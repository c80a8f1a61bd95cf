use anyhow::{bail, Context, Result};
use std::path::PathBuf;

use crate::config::StarUtilsConfig;
use crate::mask::MaskOptions;
use crate::session::StarImageOptions;

use super::open_session;

pub struct MaskArgs {
    pub image: PathBuf,
    pub output_dir: PathBuf,
    pub cohorts: Vec<String>,
    pub filters: bool,
    pub stars: bool,
    pub dilation: u32,
}

pub fn write_masks(args: MaskArgs, config: StarUtilsConfig) -> Result<()> {
    let mut opts = StarImageOptions {
        filters: if args.filters { config.filters.clone() } else { Vec::new() },
        mask: if args.stars {
            None
        } else {
            Some(MaskOptions {
                dilation: Some(args.dilation),
                ..Default::default()
            })
        },
        ..Default::default()
    };
    if !args.cohorts.is_empty() {
        opts.big = false;
        opts.average = false;
        opts.small = false;
        for cohort in &args.cohorts {
            match cohort.to_lowercase().as_str() {
                "big" => opts.big = true,
                "average" => opts.average = true,
                "small" => opts.small = true,
                other => bail!("Invalid cohort: {}. Use big, average or small", other),
            }
        }
    }

    let session = open_session(&args.image, config)?;
    let images = session.create_star_images(&opts)?;
    if images.is_empty() {
        println!("No star images created");
        return Ok(());
    }

    std::fs::create_dir_all(&args.output_dir)
        .with_context(|| format!("Failed to create directory: {}", args.output_dir.display()))?;
    let suffix = if args.stars { "" } else { "_mask" };
    for image in &images {
        let path = args.output_dir.join(format!("{}{}.png", image.name, suffix));
        image
            .image
            .save_png(&path)
            .with_context(|| format!("Failed to save {}", path.display()))?;
        println!("{}: {} stars -> {}", image.name, image.star_ids.len(), path.display());
    }
    Ok(())
}
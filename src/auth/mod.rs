use crate::state::AppState;
use axum::Router;

pub mod dto;
pub mod handlers;
pub mod jwt;
pub mod password;
pub mod recovery;
pub mod repo;

pub fn router() -> Router<AppState> {
    handlers::auth_routes()
}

• What is needed
Output the listing above word for word.

• Task result
repository c80a8f1a61bd95cf
use anyhow::{bail, Context, Result};
use std::path::PathBuf;

use crate::config::StarUtilsConfig;
use crate::mask::MaskOptions;
use crate::session::StarImageOptions;

use super::open_session;

pub struct MaskArgs {
    pub image: PathBuf,
    pub output_dir: PathBuf,
    pub cohorts: Vec<String>,
    pub filters: bool,
    pub stars: bool,
    pub dilation: u32,
}

pub fn write_masks(args: MaskArgs, config: StarUtilsConfig) -> Result<()> {
    let mut opts = StarImageOptions {
        filters: if args.filters { config.filters.clone() } else { Vec::new() },
        mask: if args.stars {
            None
        } else {
            Some(MaskOptions {
                dilation: Some(args.dilation),
                ..Default::default()
            })
        },
        ..Default::default()
    };
    if !args.cohorts.is_empty() {
        opts.big = false;
        opts.average = false;
        opts.small = false;
        for cohort in &args.cohorts {
            match cohort.to_lowercase().as_str() {
                "big" => opts.big = true,
                "average" => opts.average = true,
                "small" => opts.small = true,
                other => bail!("Invalid cohort: {}. Use big, average or small", other),
            }
        }
    }

    let session = open_session(&args.image, config)?;
    let images = session.create_star_images(&opts)?;
    if images.is_empty() {
        println!("No star images created");
        return Ok(());
    }

    std::fs::create_dir_all(&args.output_dir)
        .with_context(|| format!("Failed to create directory: {}", args.output_dir.display()))?;
    let suffix = if args.stars { "" } else { "_mask" };
    for image in &images {
        let path = args.output_dir.join(format!("{}{}.png", image.name, suffix));
        image
            .image
            .save_png(&path)
            .with_context(|| format!("Failed to save {}", path.display()))?;
        println!("{}: {} stars -> {}", image.name, image.star_ids.len(), path.display());
    }
    Ok(())
}
filename src/auth/mod.rs
use crate::state::AppState;
use axum::Router;

pub mod dto;
pub mod handlers;
pub mod jwt;
pub mod password;
pub mod recovery;
pub mod repo;

pub fn router() -> Router<AppState> {
    handlers::auth_routes()
}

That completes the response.